Publié depuis deux mois en France, on commence à peine à parler de cet étrange roman déjà considéré comme culte chez nos amis anglo-saxons. Sorti d’abord en Grande-Bretagne puis aux États-Unis, ce livre sans nom ni auteur cartonne, comme en témoigne l’impatience inouïe avec laquelle ont été attendus les deux tomes suivants dans ces deux États.

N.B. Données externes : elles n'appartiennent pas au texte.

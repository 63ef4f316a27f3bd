//! External chat-platform identity.

use core::fmt;

use serde::{Deserialize, Serialize};

/// Errors that can occur when parsing an [`ExternalId`].
#[derive(thiserror::Error, Debug, Clone, PartialEq, Eq)]
pub enum ExternalIdError {
    #[error("external id cannot be empty")]
    Empty,
    #[error("external id must be at most {max} characters")]
    TooLong { max: usize },
    #[error("external id cannot contain whitespace or control characters")]
    InvalidCharacter,
}

/// The platform's opaque per-user identifier (a WeChat `openid`).
///
/// Stable for a given user of one official account. It arrives on every
/// webhook delivery and is the key of the binding table.
///
/// ```
/// use zhiweijz_core::ExternalId;
///
/// assert!(ExternalId::parse("oQx1a5R2kLm_example-Id").is_ok());
/// assert!(ExternalId::parse("").is_err());
/// assert!(ExternalId::parse("has space").is_err());
/// ```
#[derive(Debug, Clone, Serialize, Deserialize, PartialEq, Eq, Hash, PartialOrd, Ord)]
#[serde(try_from = "String", into = "String")]
pub struct ExternalId(String);

impl ExternalId {
    pub const MAX_LENGTH: usize = 128;

    /// Parse an `ExternalId`.
    ///
    /// # Errors
    ///
    /// Returns an error if the input is empty, longer than
    /// [`Self::MAX_LENGTH`] characters, or contains whitespace or control
    /// characters.
    pub fn parse(s: &str) -> Result<Self, ExternalIdError> {
        if s.is_empty() {
            return Err(ExternalIdError::Empty);
        }
        if s.chars().count() > Self::MAX_LENGTH {
            return Err(ExternalIdError::TooLong {
                max: Self::MAX_LENGTH,
            });
        }
        if s.chars().any(|c| c.is_whitespace() || c.is_control()) {
            return Err(ExternalIdError::InvalidCharacter);
        }
        Ok(Self(s.to_owned()))
    }

    #[must_use]
    pub fn as_str(&self) -> &str {
        &self.0
    }

    #[must_use]
    pub fn into_inner(self) -> String {
        self.0
    }
}

impl fmt::Display for ExternalId {
    fn fmt(&self, f: &mut fmt::Formatter<'_>) -> fmt::Result {
        f.write_str(&self.0)
    }
}

impl std::str::FromStr for ExternalId {
    type Err = ExternalIdError;

    fn from_str(s: &str) -> Result<Self, Self::Err> {
        Self::parse(s)
    }
}

impl TryFrom<String> for ExternalId {
    type Error = ExternalIdError;

    fn try_from(value: String) -> Result<Self, Self::Error> {
        Self::parse(&value)
    }
}

impl From<ExternalId> for String {
    fn from(id: ExternalId) -> Self {
        id.0
    }
}

impl AsRef<str> for ExternalId {
    fn as_ref(&self) -> &str {
        &self.0
    }
}

#[cfg(feature = "postgres")]
impl sqlx::Type<sqlx::Postgres> for ExternalId {
    fn type_info() -> sqlx::postgres::PgTypeInfo {
        <String as sqlx::Type<sqlx::Postgres>>::type_info()
    }

    fn compatible(ty: &sqlx::postgres::PgTypeInfo) -> bool {
        <String as sqlx::Type<sqlx::Postgres>>::compatible(ty)
    }
}

#[cfg(feature = "postgres")]
impl<'r> sqlx::Decode<'r, sqlx::Postgres> for ExternalId {
    fn decode(value: sqlx::postgres::PgValueRef<'r>) -> Result<Self, sqlx::error::BoxDynError> {
        let s = <String as sqlx::Decode<sqlx::Postgres>>::decode(value)?;
        Ok(Self::parse(&s)?)
    }
}

#[cfg(feature = "postgres")]
impl sqlx::Encode<'_, sqlx::Postgres> for ExternalId {
    fn encode_by_ref(
        &self,
        buf: &mut sqlx::postgres::PgArgumentBuffer,
    ) -> Result<sqlx::encode::IsNull, sqlx::error::BoxDynError> {
        <String as sqlx::Encode<sqlx::Postgres>>::encode_by_ref(&self.0, buf)
    }
}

A l’origine du phénomène : un époustouflant premier chapitre du Livre sans nom posté anonymement sur internet en 2007. Un éditeur le remarque, décide de le publier et devient la seule personne au monde à en connaitre l’auteur (rassurez-vous, je compte prochainement le prendre en otage pour lui faire cracher le morceau). Depuis, les rumeurs sur l’identité de celui-ci vont bon train et Tarantino remporte la palme de la personnalité à laquelle on attribue le plus souvent la paternité de l’ouvrage, ce qui est loin d’être étonnant car ce livre est complètement barré. Je veux dire, vraiment barré ! Le style est fabuleux : l’auteur accumule les clins d’œil et les situations improbables et hilarantes, ce qui le rend étonnamment proche de son lecteur. Chaque scène, chaque personne et chaque costume est si précisément décrit qu’on aurait presque l’impression de lire un film. Le second degré, les citations et les références au cinéma (Seven, The Ring, Star Wars, et peut-être même Kill Bill) et à la musique (Fine Young Cannibals, Elvis Presley) sont partout et font du Livre sans nom un ahurissant condensé de culture pop !

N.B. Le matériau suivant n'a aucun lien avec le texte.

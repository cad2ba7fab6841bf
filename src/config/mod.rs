use anyhow::{bail, Context, Result};
use serde::de::DeserializeOwned;
use serde::Deserialize;
use std::env;
use std::path::{Path, PathBuf};

use crate::device::ConfigFormat;

/// Config holds process-level configuration
#[derive(Debug, Clone)]
pub struct Config {
    pub config_dir: PathBuf,
    pub settings_file: PathBuf,
    pub inventory_file: PathBuf,
    pub concurrency: usize,
}

impl Config {
    /// Load configuration from environment variables with defaults
    pub fn load() -> Self {
        let config_dir = PathBuf::from(get_env("CONFIG_DIR", "./etc"));
        let settings_file = env::var("SETTINGS_FILE")
            .map(PathBuf::from)
            .unwrap_or_else(|_| config_dir.join("settings.yaml"));
        let inventory_file = env::var("INVENTORY_FILE")
            .map(PathBuf::from)
            .unwrap_or_else(|_| config_dir.join("inventory.yaml"));

        Self {
            config_dir,
            settings_file,
            inventory_file,
            concurrency: get_env("PROVISION_CONCURRENCY", "4")
                .parse()
                .unwrap_or(4)
                .max(1),
        }
    }
}

fn get_env(key: &str, default: &str) -> String {
    env::var(key).unwrap_or_else(|_| default.to_string())
}

/// Settings is the top-level settings document
#[derive(Debug, Clone, Deserialize)]
pub struct Settings {
    pub junos: SessionConfig,
    #[serde(default)]
    pub push: PushOptions,
}

/// How the rendered candidate is loaded onto the device
#[derive(Debug, Clone, Copy, Default, Deserialize)]
pub struct PushOptions {
    #[serde(default)]
    pub format: ConfigFormat,
    /// Merge into the candidate instead of replacing the statements it names
    #[serde(default)]
    pub merge: bool,
}

impl Settings {
    pub fn load(path: &Path) -> Result<Self> {
        let settings: Self = load_yaml_file(path).context("Failed to load settings")?;
        if settings.junos.timeout_secs == 0 {
            bail!("Invalid settings in {}: junos.timeout_secs must be at least 1", path.display());
        }
        Ok(settings)
    }
}

/// SessionConfig carries everything needed to open a device session
#[derive(Debug, Clone, Deserialize)]
pub struct SessionConfig {
    pub username: String,
    #[serde(default, rename = "keyfile")]
    pub key_file: Option<PathBuf>,
    #[serde(default)]
    pub password: Option<String>,
    #[serde(default = "default_port")]
    pub port: u16,
    #[serde(default = "default_timeout_secs")]
    pub timeout_secs: u64,
}

impl SessionConfig {
    /// Session timeout in milliseconds as libssh2 takes it, saturating at `u32::MAX`
    pub fn timeout_millis(&self) -> u32 {
        u32::try_from(self.timeout_secs)
            .ok()
            .and_then(|secs| secs.checked_mul(1000))
            .unwrap_or(u32::MAX)
    }
}

fn default_port() -> u16 {
    830
}

fn default_timeout_secs() -> u64 {
    30
}

/// DataSpec is the data hierarchy document (`data.yaml`)
#[derive(Debug, Clone, Default, Deserialize)]
pub struct DataSpec {
    /// Data layer path templates, most general first
    #[serde(rename = "Hierarchy", default)]
    pub hierarchy: Vec<String>,
    /// Template directory path templates
    #[serde(rename = "TemplatePaths", default)]
    pub template_paths: Vec<String>,
    #[serde(rename = "DataDir", default)]
    pub data_dir: String,
    #[serde(rename = "TemplateDir", default)]
    pub template_dir: String,
}

impl DataSpec {
    pub const FILE_NAME: &'static str = "data.yaml";

    /// Load `data.yaml` from a configuration directory
    pub fn load(config_dir: &Path) -> Result<Self> {
        let path = config_dir.join(Self::FILE_NAME);
        tracing::debug!("Loading data spec from: {}", path.display());
        load_yaml_file(&path).context("Failed to load data hierarchy")
    }
}

/// Read and deserialize a YAML document
pub fn load_yaml_file<T: DeserializeOwned>(path: &Path) -> Result<T> {
    let content = std::fs::read_to_string(path)
        .with_context(|| format!("Failed to read {}", path.display()))?;
    serde_yaml::from_str(&content).with_context(|| format!("Failed to parse {}", path.display()))
}
mod host;
mod outcome;

pub use host::*;
pub use outcome::*;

Le scénario de ce livre est simple : une pierre très précieuse aux pouvoirs étranges est volée dans un monastère, et chaque personnage sans exception veut la récupérer à n’importe quel prix, ce qui dans une ville peuplée d’ordures signifie tout simplement que les massacres s’enchainent. Le livre pourrait donc être d’une violence insupportable, mais il est mis en scène d’une façon tellement tarantinesque que le sang qui ne cesse de jaillir n’est en fin de compte qu’un nouvel élément comique ajouté à la longue liste de choses qui font de ce bouquin un objet littéraire non identifié dont la lecture est aussi étonnante qu’haletante.
Il est également question de paranormal dans Le livre sans nom, mais le surnaturel est discret et pourtant essentiel dans ce roman qui peut s’aborder autant comme un polar que comme un livre fantastique. Il ne décevra ni les amateurs de l’un, ni de l’autre et plaira à coup sûr à tout lecteur de bande dessinée.

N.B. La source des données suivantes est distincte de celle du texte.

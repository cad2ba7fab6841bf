use serde_yaml::Value;
use std::path::Path;

use crate::models::{HostData, NetworkHost};

use super::Composer;

/// Merge one data layer into the accumulated host data.
///
/// Mappings merge key by key, recursing into nested mappings. Every other
/// combination (scalars, sequences, nulls, tagged values, or a kind change)
/// is replaced wholesale by the layer's value. Keys the layer does not
/// mention are left untouched.
pub fn merge_layer(acc: &mut HostData, layer: HostData) {
    match (acc, layer) {
        (Value::Mapping(acc_map), Value::Mapping(layer_map)) => {
            for (key, value) in layer_map {
                match acc_map.get_mut(&key) {
                    Some(existing) => merge_layer(existing, value),
                    None => {
                        acc_map.insert(key, value);
                    }
                }
            }
        }
        (acc, layer) => *acc = layer,
    }
}

impl Composer {
    /// Merge every data file of the host's hierarchy, in order, into fresh host data
    pub fn data_for_host(&self, host: &NetworkHost) -> HostData {
        compose_files(&self.hierarchy_for_host(host))
    }
}

/// Load and merge data files in order. Unreadable or malformed layers are logged and skipped.
pub fn compose_files(files: &[impl AsRef<Path>]) -> HostData {
    let mut host_data = HostData::Mapping(Default::default());

    for f in files {
        let f = f.as_ref();
        match load_layer(f) {
            Ok(layer) => merge_layer(&mut host_data, layer),
            Err(e) => tracing::error!("Skipping data layer {}: {}", f.display(), e),
        }
    }

    host_data
}

fn load_layer(path: &Path) -> anyhow::Result<HostData> {
    let content = std::fs::read_to_string(path)?;
    let layer: HostData = serde_yaml::from_str(&content)?;
    // An empty document is an empty layer, not an instruction to clear everything
    Ok(match layer {
        Value::Null => HostData::Mapping(Default::default()),
        other => other,
    })
}

#[cfg(test)]
mod tests {
    use super::*;
    use std::fs;

    fn yaml(s: &str) -> HostData {
        serde_yaml::from_str(s).unwrap()
    }

    fn merged(layers: &[&str]) -> HostData {
        let mut acc = HostData::Mapping(Default::default());
        for layer in layers {
            merge_layer(&mut acc, yaml(layer));
        }
        acc
    }

    #[test]
    fn test_later_layer_wins() {
        let result = merged(&["site: east", "site: west\nrole: edge"]);
        assert_eq!(result, yaml("site: west\nrole: edge"));
    }

    #[test]
    fn test_key_in_one_layer_is_unchanged() {
        let result = merged(&["ntp: [10.0.0.1]\nsite: east", "site: west"]);
        assert_eq!(result["ntp"], yaml("[10.0.0.1]"));
    }

    #[test]
    fn test_nested_mappings_merge_recursively() {
        let result = merged(&[
            "snmp:\n  community: public\n  location: dc1\n",
            "snmp:\n  community: secret\n",
        ]);
        assert_eq!(result, yaml("snmp:\n  community: secret\n  location: dc1\n"));
    }

    #[test]
    fn test_sequences_are_replaced_not_concatenated() {
        let result = merged(&["ntp: [a, b]", "ntp: [c]"]);
        assert_eq!(result["ntp"], yaml("[c]"));
    }

    #[test]
    fn test_kind_change_replaces() {
        let result = merged(&["dns:\n  primary: 1.1.1.1", "dns: none"]);
        assert_eq!(result["dns"], yaml("none"));
        let result = merged(&["dns: none", "dns:\n  primary: 1.1.1.1"]);
        assert_eq!(result["dns"], yaml("primary: 1.1.1.1"));
    }

    #[test]
    fn test_explicit_null_overrides() {
        let result = merged(&["banner: hello", "banner: null"]);
        assert_eq!(result["banner"], Value::Null);
    }

    #[test]
    fn test_first_seen_key_order_is_kept() {
        let result = merged(&["a: 1\nb: 2", "c: 3\na: 4"]);
        let keys: Vec<&str> = result
            .as_mapping()
            .unwrap()
            .keys()
            .map(|k| k.as_str().unwrap())
            .collect();
        assert_eq!(keys, vec!["a", "b", "c"]);
    }

    #[test]
    fn test_compose_skips_malformed_layer() {
        let dir = tempfile::tempdir().unwrap();
        let good1 = dir.path().join("common.yaml");
        let bad = dir.path().join("bad.yaml");
        let good2 = dir.path().join("r1.yaml");
        let empty = dir.path().join("empty.yaml");
        fs::write(&good1, "site: east\nrole: core\n").unwrap();
        fs::write(&bad, "site: [unclosed\n").unwrap();
        fs::write(&empty, "").unwrap();
        fs::write(&good2, "role: edge\n").unwrap();

        let result = compose_files(&[&good1, &bad, &empty, &good2]);
        assert_eq!(result, yaml("site: east\nrole: edge\n"));
    }

    #[test]
    fn test_compose_is_deterministic() {
        let dir = tempfile::tempdir().unwrap();
        let a = dir.path().join("a.yaml");
        let b = dir.path().join("b.yaml");
        fs::write(&a, "x:\n  y: 1\n  z: [1, 2]\n").unwrap();
        fs::write(&b, "x:\n  y: 2\nw: true\n").unwrap();

        let first = serde_yaml::to_string(&compose_files(&[&a, &b])).unwrap();
        let second = serde_yaml::to_string(&compose_files(&[&a, &b])).unwrap();
        assert_eq!(first, second);
    }
}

“Anonyme” est un auteur de génie qui nous trimbale de l’une à l’autre des ordures attachantes, presque caricaturales et hautes en couleur qui constituent ses personnages sans que l’on puisse deviner un seul instant le fin mot de l’histoire, brillamment dévoilé par petites touches dans les dernières pages. La construction de ce livre s’apparente réellement à un puzzle impossible à reconstituer si l’on ne connait l’image finale. Je vous conseille vivement ce livre barge, déjanté et sanglant, et j’attends la suite avec impatience !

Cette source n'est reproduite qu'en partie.